Uma saudação particular dirijo a vós, irmãos e irmãs que carregais o peso da doença
e do sofrimento. Sabeis que não estais sozinhos no vosso sofrimento, porque o próprio
Cristo está solidário com aqueles que sofrem. Revela aos doentes e enfermos o lugar
que têm no coração de Deus e na sociedade. O evangelista Marcos oferece-nos como exemplo
a cura da sogra de Pedro: Esta estava doente no leito «e logo Lhe falaram dela. Jesus
aproximou-Se, pegou-lhe pela mão e fê-la levantar-se» (Mc 1, 30-31). Nesta
passagem do Evangelho, vemos um dia passado por Jesus junto dos doentes, para os aliviar.

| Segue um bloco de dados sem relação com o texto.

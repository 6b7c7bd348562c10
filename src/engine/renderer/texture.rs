// GPU textures for sliced animation frames

use image::RgbaImage;

/// Index into the flattened GPU frame list
#[derive(Debug, Clone, Copy, PartialEq, Eq, Hash)]
pub struct FrameHandle(pub(crate) usize);

/// One uploaded frame, ready to bind
pub struct FrameTexture {
    pub bind_group: wgpu::BindGroup,
}

impl FrameTexture {
    /// Upload an RGBA image and build its bind group
    pub fn from_rgba(
        device: &wgpu::Device,
        queue: &wgpu::Queue,
        layout: &wgpu::BindGroupLayout,
        img: &RgbaImage,
        label: &str,
    ) -> Self {
        let (width, height) = img.dimensions();
        let size = wgpu::Extent3d {
            width,
            height,
            depth_or_array_layers: 1,
        };

        let texture = device.create_texture(&wgpu::TextureDescriptor {
            label: Some(label),
            size,
            mip_level_count: 1,
            sample_count: 1,
            dimension: wgpu::TextureDimension::D2,
            format: wgpu::TextureFormat::Rgba8UnormSrgb,
            usage: wgpu::TextureUsages::TEXTURE_BINDING | wgpu::TextureUsages::COPY_DST,
            view_formats: &[],
        });

        queue.write_texture(
            wgpu::ImageCopyTexture {
                texture: &texture,
                mip_level: 0,
                origin: wgpu::Origin3d::ZERO,
                aspect: wgpu::TextureAspect::All,
            },
            img,
            wgpu::ImageDataLayout {
                offset: 0,
                bytes_per_row: Some(4 * width),
                rows_per_image: Some(height),
            },
            size,
        );

        let view = texture.create_view(&wgpu::TextureViewDescriptor::default());
        // Nearest filtering keeps the pixel-art edges crisp
        let sampler = device.create_sampler(&wgpu::SamplerDescriptor {
            address_mode_u: wgpu::AddressMode::ClampToEdge,
            address_mode_v: wgpu::AddressMode::ClampToEdge,
            address_mode_w: wgpu::AddressMode::ClampToEdge,
            mag_filter: wgpu::FilterMode::Nearest,
            min_filter: wgpu::FilterMode::Linear,
            mipmap_filter: wgpu::FilterMode::Nearest,
            ..Default::default()
        });

        let bind_group = device.create_bind_group(&wgpu::BindGroupDescriptor {
            label: Some(label),
            layout,
            entries: &[
                wgpu::BindGroupEntry {
                    binding: 0,
                    resource: wgpu::BindingResource::TextureView(&view),
                },
                wgpu::BindGroupEntry {
                    binding: 1,
                    resource: wgpu::BindingResource::Sampler(&sampler),
                },
            ],
        });

        Self { bind_group }
    }
}

/// Flattened list of uploaded frames, indexed by `FrameHandle`
#[derive(Default)]
pub struct FrameStore {
    frames: Vec<FrameTexture>,
}

impl FrameStore {
    pub fn new() -> Self {
        Self { frames: Vec::new() }
    }

    pub fn upload(
        &mut self,
        device: &wgpu::Device,
        queue: &wgpu::Queue,
        layout: &wgpu::BindGroupLayout,
        img: &RgbaImage,
        label: &str,
    ) -> FrameHandle {
        let handle = FrameHandle(self.frames.len());
        self.frames
            .push(FrameTexture::from_rgba(device, queue, layout, img, label));
        handle
    }

    pub fn get(&self, handle: FrameHandle) -> Option<&FrameTexture> {
        self.frames.get(handle.0)
    }

    pub fn len(&self) -> usize {
        self.frames.len()
    }

    pub fn is_empty(&self) -> bool {
        self.frames.is_empty()
    }
}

Ele revela-nos ainda, com gestos concretos, a sua ternura e benévola atenção para
com todos aqueles que têm o coração despedaçado e o corpo ferido. Daqui deste Centro
que tem o nome do Cardeal Paulo Emílio Léger, que veio do Canadá para o vosso meio
a fim de tratar dos corpos e das almas, não esqueço aqueles que, na própria casa,
nos hospitais, nos estabelecimentos especializados ou nos dispensários, são portadores
duma deficiência, motora ou mental, nem aqueles que trazem na sua carne os sinais
das violências e das guerras. Penso também em todos os doentes e de modo especial
aqui, na África, naqueles que são vítimas de doenças como a sida, a malária e a tuberculose.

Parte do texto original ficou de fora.